**WHAT TO WORK ON**:
Each line below from the one containing "timed_out = true;" through the one containing "sequence resumes afterwards." should be output exactly as it stands, and no other line should appear.

==== INPUT

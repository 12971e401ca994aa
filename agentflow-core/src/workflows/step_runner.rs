use serde_json::{Map, Value};
use std::sync::Arc;
use tokio::sync::mpsc;
use tokio::time::{sleep, Instant};

use crate::agents::behavior::{AgentExecutionResult, RunContext};
use crate::agents::registry::AgentRegistry;
use crate::error::{Error, Result};
use crate::events::Event;
use crate::workflows::paths::{resolve_scoped, scope_root};
use crate::workflows::state::ExecutionState;
use crate::workflows::types::WorkflowStep;

/// Executes a single step: agent lookup, input mapping, and the bounded
/// retry loop. Never touches shared run variables; output mapping is the
/// coordinator's job.
pub struct StepRunner {
    agents: Arc<AgentRegistry>,
}

impl StepRunner {
    pub fn new(agents: Arc<AgentRegistry>) -> Self {
        Self { agents }
    }

    /// Returns `Err` only for executor-level failures: an unregistered agent
    /// or an attempt budget exhausted by `Err` responses. An `Ok` response
    /// with `success = false` is returned as-is and never retried.
    pub async fn run(
        &self,
        step: &WorkflowStep,
        state: &ExecutionState,
        context: &RunContext,
        event_tx: Option<&mpsc::Sender<Event>>,
    ) -> Result<AgentExecutionResult> {
        let agent = self.agents.get(&step.agent_id).await.ok_or_else(|| {
            Error::NotFound(format!("agent '{}' not found", step.agent_id))
        })?;

        let input = Self::step_input(step, state);
        let policy = step.retry_policy.unwrap_or_default();
        let total_attempts = policy.total_attempts();
        let mut last_error: Option<Error> = None;

        for attempt in 0..total_attempts {
            if attempt > 0 {
                let delay = policy.delay_before_attempt(attempt);
                let reason = last_error
                    .as_ref()
                    .map(|err| err.to_string())
                    .unwrap_or_default();
                tracing::warn!(
                    step_id = %step.id,
                    agent_id = %step.agent_id,
                    attempt,
                    total_attempts,
                    delay_ms = delay.as_millis() as u64,
                    error = %reason,
                    "retrying step after failed attempt"
                );
                if let Some(tx) = event_tx {
                    let _ = tx.try_send(Event::StepRetry {
                        workflow_id: state.workflow_id.clone(),
                        execution_id: state.execution_id,
                        step_id: step.id.clone(),
                        attempt,
                        total_attempts,
                        backoff_ms: delay.as_millis() as u64,
                    });
                }
                sleep(delay).await;
            }

            let attempt_started = Instant::now();
            match agent.execute(input.clone(), context).await {
                Ok(response) => {
                    let tokens_used = response.tokens_used();
                    return Ok(AgentExecutionResult {
                        agent_id: step.agent_id.clone(),
                        response,
                        execution_time_ms: attempt_started.elapsed().as_millis() as u64,
                        tokens_used,
                    });
                }
                Err(err) => {
                    last_error = Some(err);
                }
            }
        }

        let detail = last_error
            .map(|err| err.to_string())
            .unwrap_or_else(|| "no attempt was made".to_owned());
        Err(Error::Agent(format!(
            "step '{}' failed after {} attempts: {}",
            step.id, total_attempts, detail
        )))
    }

    /// Input mapping builds a fresh object, target field by source path over
    /// the run scope; absent sources are omitted. Without a mapping the raw
    /// run input passes through unchanged.
    fn step_input(step: &WorkflowStep, state: &ExecutionState) -> Value {
        let Some(mapping) = &step.input_mapping else {
            return state.input.clone();
        };

        let root = scope_root(state);
        let mut input = Map::new();
        for (target, source) in mapping {
            if let Some(value) = resolve_scoped(&root, source) {
                input.insert(target.clone(), value);
            }
        }
        Value::Object(input)
    }
}
use chrono::{DateTime, Utc};
use serde::{Deserialize, Serialize};
use serde_json::Value;
use std::collections::{BTreeMap, HashMap};
use tokio::sync::RwLock;
use tokio::time::Instant;
use tokio_util::sync::CancellationToken;
use uuid::Uuid;

use crate::agents::behavior::AgentExecutionResult;
use crate::error::Error;

#[derive(Debug, Clone, Copy, Serialize, Deserialize, PartialEq, Eq)]
#[serde(rename_all = "snake_case")]
pub enum ExecutionStatus {
    Pending,
    Running,
    Succeeded,
    Failed,
    TimedOut,
    Cancelled,
}

impl ExecutionStatus {
    pub fn is_terminal(self) -> bool {
        matches!(
            self,
            Self::Succeeded | Self::Failed | Self::TimedOut | Self::Cancelled
        )
    }
}

/// Mutable working state of one run, owned exclusively by the run's task.
#[derive(Debug)]
pub struct ExecutionState {
    pub workflow_id: String,
    pub execution_id: Uuid,
    pub input: Value,
    pub variables: BTreeMap<String, Value>,
    pub step_results: BTreeMap<String, AgentExecutionResult>,
    pub started_at: Instant,
    pub current_step: Option<String>,
}

impl ExecutionState {
    pub fn new(workflow_id: impl Into<String>, execution_id: Uuid, input: Value) -> Self {
        Self {
            workflow_id: workflow_id.into(),
            execution_id,
            input,
            variables: BTreeMap::new(),
            step_results: BTreeMap::new(),
            started_at: Instant::now(),
            current_step: None,
        }
    }
}

#[derive(Debug, Clone, Serialize, Deserialize)]
pub struct ExecutionResult {
    pub workflow_id: String,
    pub execution_id: Uuid,
    pub status: ExecutionStatus,
    pub success: bool,
    pub output: BTreeMap<String, Value>,
    pub error: Option<String>,
    pub execution_time_ms: u64,
    pub step_results: BTreeMap<String, AgentExecutionResult>,
    pub completed_steps: Vec<String>,
    pub failed_step: Option<String>,
    pub finished_at: Option<DateTime<Utc>>,
}

impl ExecutionResult {
    pub fn pending(workflow_id: impl Into<String>, execution_id: Uuid) -> Self {
        Self {
            workflow_id: workflow_id.into(),
            execution_id,
            status: ExecutionStatus::Pending,
            success: false,
            output: BTreeMap::new(),
            error: None,
            execution_time_ms: 0,
            step_results: BTreeMap::new(),
            completed_steps: Vec::new(),
            failed_step: None,
            finished_at: None,
        }
    }
}

struct StoreEntry {
    result: ExecutionResult,
    cancel: CancellationToken,
}

/// In-memory store of execution results, shared between running coordinators
/// and status/cancel callers. Contents do not survive the process.
#[derive(Default)]
pub struct ExecutionStore {
    executions: RwLock<HashMap<Uuid, StoreEntry>>,
}

impl ExecutionStore {
    pub fn new() -> Self {
        Self::default()
    }

    /// Registers a run and hands back the token its coordinator polls
    /// between steps.
    pub async fn insert(&self, result: ExecutionResult) -> CancellationToken {
        let token = CancellationToken::new();
        let entry = StoreEntry {
            result: result.clone(),
            cancel: token.clone(),
        };
        self.executions
            .write()
            .await
            .insert(result.execution_id, entry);
        token
    }

    /// Records run progress. Writes to a cancelled entry are dropped so the
    /// cancellation outcome stays observable.
    pub async fn update(&self, result: ExecutionResult) {
        let mut executions = self.executions.write().await;
        match executions.get_mut(&result.execution_id) {
            Some(entry) if entry.result.status != ExecutionStatus::Cancelled => {
                entry.result = result;
            }
            Some(_) => {}
            None => {
                let entry = StoreEntry {
                    result: result.clone(),
                    cancel: CancellationToken::new(),
                };
                executions.insert(result.execution_id, entry);
            }
        }
    }

    pub async fn status(&self, execution_id: Uuid) -> Option<ExecutionResult> {
        self.executions
            .read()
            .await
            .get(&execution_id)
            .map(|entry| entry.result.clone())
    }

    /// Marks the execution cancelled and trips its token. The running
    /// coordinator notices before its next step; in-flight agent calls are
    /// not interrupted. Returns false for unknown ids.
    pub async fn cancel(&self, execution_id: Uuid) -> bool {
        let mut executions = self.executions.write().await;
        let Some(entry) = executions.get_mut(&execution_id) else {
            return false;
        };

        entry.cancel.cancel();
        entry.result.status = ExecutionStatus::Cancelled;
        entry.result.success = false;
        entry.result.error = Some(
            Error::Cancelled("execution cancelled by caller".to_owned()).to_string(),
        );
        entry.result.finished_at = Some(Utc::now());
        true
    }

    pub async fn cancellation_token(&self, execution_id: Uuid) -> Option<CancellationToken> {
        self.executions
            .read()
            .await
            .get(&execution_id)
            .map(|entry| entry.cancel.clone())
    }

    pub async fn list(&self) -> Vec<Uuid> {
        self.executions.read().await.keys().copied().collect()
    }

    /// Drops terminal results that finished more than `max_age` ago. Live
    /// runs are kept regardless of age.
    pub async fn clear_finished_older_than(&self, max_age: std::time::Duration) {
        let Ok(max_age) = chrono::Duration::from_std(max_age) else {
            return;
        };
        let cutoff = Utc::now() - max_age;
        self.executions.write().await.retain(|_, entry| {
            if !entry.result.status.is_terminal() {
                return true;
            }
            match entry.result.finished_at {
                Some(finished_at) => finished_at >= cutoff,
                None => true,
            }
        });
    }
}
use std::collections::HashMap;
use std::sync::Arc;
use tokio::sync::RwLock;

use super::types::WorkflowDefinition;

/// Id-keyed store of workflow definitions. Re-registration replaces the
/// whole definition atomically; runs already holding the previous `Arc`
/// finish against it.
#[derive(Default)]
pub struct WorkflowRegistry {
    workflows: RwLock<HashMap<String, Arc<WorkflowDefinition>>>,
}

impl WorkflowRegistry {
    pub fn new() -> Self {
        Self::default()
    }

    pub async fn register(&self, workflow: WorkflowDefinition) {
        let id = workflow.id.clone();
        self.workflows.write().await.insert(id, Arc::new(workflow));
    }

    pub async fn get(&self, id: &str) -> Option<Arc<WorkflowDefinition>> {
        self.workflows.read().await.get(id).cloned()
    }

    pub async fn list(&self) -> Vec<String> {
        let mut ids: Vec<String> = self.workflows.read().await.keys().cloned().collect();
        ids.sort();
        ids
    }
}
impl WorkflowExecutor {
    pub fn new(
        workflows: Arc<WorkflowRegistry>,
        agents: Arc<AgentRegistry>,
        store: Arc<ExecutionStore>,
        config: WorkflowExecutorConfig,
    ) -> Self {
        Self {
            workflows,
            store,
            step_runner: StepRunner::new(agents),
            event_tx: None,
            config,
        }
    }

    pub fn with_event_sender(mut self, event_tx: mpsc::Sender<Event>) -> Self {
        self.event_tx = Some(event_tx);
        self
    }

    /// Runs a registered workflow to completion. Infallible by signature:
    /// every failure kind, including an unknown workflow id, comes back as
    /// data on the result.
    pub async fn execute_workflow(
        &self,
        workflow_id: &str,
        input: Value,
        context: RunContext,
    ) -> ExecutionResult {
        let execution_id = Uuid::new_v4();
        let mut result = ExecutionResult::pending(workflow_id, execution_id);
        let cancel = self.store.insert(result.clone()).await;
        let started_at = Instant::now();

        let Some(definition) = self.workflows.get(workflow_id).await else {
            result.status = ExecutionStatus::Failed;
            result.error = Some(
                Error::NotFound(format!("workflow '{workflow_id}' not found")).to_string(),
            );
            result.execution_time_ms = started_at.elapsed().as_millis() as u64;
            result.finished_at = Some(Utc::now());
            self.store.update(result.clone()).await;
            return result;
        };

        let policy = definition.error_policy.clone().unwrap_or(WorkflowErrorPolicy {
            max_execution_time_ms: self.config.default_max_execution_time_ms,
            ..WorkflowErrorPolicy::default()
        });

        result.status = ExecutionStatus::Running;
        self.store.update(result.clone()).await;
        self.send(Event::WorkflowStarted {
            workflow_id: workflow_id.to_owned(),
            execution_id,
        });
        tracing::info!(
            workflow_id,
            %execution_id,
            steps = definition.steps.len(),
            "workflow started"
        );

        let mut state = ExecutionState::new(workflow_id, execution_id, input);
        let mut timed_out = false;

        for step in &definition.steps {
            if cancel.is_cancelled() {
                break;
            }

            if let Some(condition) = &step.condition {
                let root = scope_root(&state);
                if !evaluate_condition(condition, &root) {
                    tracing::debug!(step_id = %step.id, %condition, "step skipped by condition");
                    self.send(Event::StepSkipped {
                        workflow_id: workflow_id.to_owned(),
                        execution_id,
                        step_id: step.id.clone(),
                        condition: condition.clone(),
                    });
                    continue;
                }
            }

            state.current_step = Some(step.id.clone());
            self.send(Event::StepStarted {
                workflow_id: workflow_id.to_owned(),
                execution_id,
                step_id: step.id.clone(),
            });

            match self
                .step_runner
                .run(step, &state, &context, self.event_tx.as_ref())
                .await
            {
                Ok(record) => {
                    let succeeded = record.response.success;
                    if succeeded {
                        Self::apply_output_mapping(step, &record, &mut state);
                    }
                    Self::record_step(step.id.clone(), record, &mut state, &mut result);
                    self.send(Event::StepCompleted {
                        workflow_id: workflow_id.to_owned(),
                        execution_id,
                        step_id: step.id.clone(),
                        success: succeeded,
                    });
                }
                Err(err) => {
                    tracing::warn!(step_id = %step.id, error = %err, "step failed");
                    result.failed_step = Some(step.id.clone());
                    result.error = Some(err.to_string());
                    self.send(Event::StepCompleted {
                        workflow_id: workflow_id.to_owned(),
                        execution_id,
                        step_id: step.id.clone(),
                        success: false,
                    });

                    match policy.on_error {
                        OnError::Stop => {
                            state.current_step = None;
                            break;
                        }
                        // Step-level retries already ran inside the step
                        // runner, so Retry degenerates to Continue here.
                        OnError::Continue | OnError::Retry => {}
                        OnError::Fallback => {
                            self.run_fallback_steps(
                                &definition,
                                &policy,
                                &mut state,
                                &mut result,
                                &context,
                            )
                            .await;
                        }
                    }
                }
            }
            state.current_step = None;

            let elapsed = started_at.elapsed();
            if elapsed >= Duration::from_millis(policy.max_execution_time_ms) {
                result.error = Some(
                    Error::Timeout(format!(
                        "workflow '{}' exceeded {} ms",
                        workflow_id, policy.max_execution_time_ms
                    ))
                    .to_string(),
                );
                timed_out = true;
                self.send(Event::WorkflowTimeout {
                    workflow_id: workflow_id.to_owned(),
                    execution_id,
                    elapsed_ms: elapsed.as_millis() as u64,
                    limit_ms: policy.max_execution_time_ms,
                });
                break;
            }
        }

        let cancelled = cancel.is_cancelled();
        if cancelled && result.error.is_none() {
            result.error =
                Some(Error::Cancelled("execution cancelled by caller".to_owned()).to_string());
        }

        result.success = !result.completed_steps.is_empty() && result.error.is_none();
        result.status = if cancelled {
            ExecutionStatus::Cancelled
        } else if timed_out {
            ExecutionStatus::TimedOut
        } else if result.success {
            ExecutionStatus::Succeeded
        } else {
            ExecutionStatus::Failed
        };
        result.output = state.variables.clone();
        result.execution_time_ms = started_at.elapsed().as_millis() as u64;
        result.finished_at = Some(Utc::now());

        self.store.update(result.clone()).await;
        self.send(Event::WorkflowCompleted {
            workflow_id: workflow_id.to_owned(),
            execution_id,
            success: result.success,
            steps_completed: result.completed_steps.len(),
        });
        tracing::info!(
            workflow_id,
            %execution_id,
            success = result.success,
            status = ?result.status,
            steps_completed = result.completed_steps.len(),
            "workflow finished"
        );

        result
    }

    /// Runs the policy's fallback chain after a primary step failure. A
    /// failing fallback step aborts the remaining chain only; the primary
    /// sequence resumes afterwards.
    async fn run_fallback_steps(
        &self,
        definition: &WorkflowDefinition,
        policy: &WorkflowErrorPolicy,
        state: &mut ExecutionState,
        result: &mut ExecutionResult,
        context: &RunContext,
    ) {
        for fallback_id in &policy.fallback_steps {
            let Some(step) = definition.steps.iter().find(|s| s.id == *fallback_id) else {
                tracing::warn!(step_id = %fallback_id, "fallback step not defined, skipping");
                continue;
            };

            self.send(Event::StepStarted {
                workflow_id: state.workflow_id.clone(),
                execution_id: state.execution_id,
                step_id: step.id.clone(),
            });

            match self
                .step_runner
                .run(step, state, context, self.event_tx.as_ref())
                .await
            {
                Ok(record) => {
                    let succeeded = record.response.success;
                    if succeeded {
                        Self::apply_output_mapping(step, &record, state);
                    }
                    Self::record_step(step.id.clone(), record, state, result);
                    self.send(Event::StepCompleted {
                        workflow_id: state.workflow_id.clone(),
                        execution_id: state.execution_id,
                        step_id: step.id.clone(),
                        success: succeeded,
                    });
                }
                Err(err) => {
                    tracing::warn!(
                        step_id = %step.id,
                        error = %err,
                        "fallback step failed, aborting fallback chain"
                    );
                    self.send(Event::StepCompleted {
                        workflow_id: state.workflow_id.clone(),
                        execution_id: state.execution_id,
                        step_id: step.id.clone(),
                        success: false,
                    });
                    break;
                }
            }
        }
    }

    /// Output mapping reads source paths over `{ "data": <response data> }`
    /// and writes the resolved values into shared variables. Skipped
    /// entirely for unsuccessful responses.
    fn apply_output_mapping(
        step: &WorkflowStep,
        record: &AgentExecutionResult,
        state: &mut ExecutionState,
    ) {
        let Some(mapping) = &step.output_mapping else {
            return;
        };

        let root = json!({ "data": record.response.data.clone().unwrap_or(Value::Null) });
        for (source, variable) in mapping {
            if let Some(value) = resolve_path(&root, source) {
                state.variables.insert(variable.clone(), value);
            }
        }
    }

    fn record_step(
        step_id: String,
        record: AgentExecutionResult,
        state: &mut ExecutionState,
        result: &mut ExecutionResult,
    ) {
        state.step_results.insert(step_id.clone(), record.clone());
        result.step_results.insert(step_id.clone(), record);
        if !result.completed_steps.contains(&step_id) {
            result.completed_steps.push(step_id);
        }
    }

    fn send(&self, event: Event) {
        if let Some(tx) = &self.event_tx {
            let _ = tx.try_send(event);
        }
    }
}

========

**WRITTEN ANSWER**:
                timed_out = true;
                self.send(Event::WorkflowTimeout {
                    workflow_id: workflow_id.to_owned(),
                    execution_id,
                    elapsed_ms: elapsed.as_millis() as u64,
                    limit_ms: policy.max_execution_time_ms,
                });
                break;
            }
        }

        let cancelled = cancel.is_cancelled();
        if cancelled && result.error.is_none() {
            result.error =
                Some(Error::Cancelled("execution cancelled by caller".to_owned()).to_string());
        }

        result.success = !result.completed_steps.is_empty() && result.error.is_none();
        result.status = if cancelled {
            ExecutionStatus::Cancelled
        } else if timed_out {
            ExecutionStatus::TimedOut
        } else if result.success {
            ExecutionStatus::Succeeded
        } else {
            ExecutionStatus::Failed
        };
        result.output = state.variables.clone();
        result.execution_time_ms = started_at.elapsed().as_millis() as u64;
        result.finished_at = Some(Utc::now());

        self.store.update(result.clone()).await;
        self.send(Event::WorkflowCompleted {
            workflow_id: workflow_id.to_owned(),
            execution_id,
            success: result.success,
            steps_completed: result.completed_steps.len(),
        });
        tracing::info!(
            workflow_id,
            %execution_id,
            success = result.success,
            status = ?result.status,
            steps_completed = result.completed_steps.len(),
            "workflow finished"
        );

        result
    }

    /// Runs the policy's fallback chain after a primary step failure. A
    /// failing fallback step aborts the remaining chain only; the primary
    /// sequence resumes afterwards.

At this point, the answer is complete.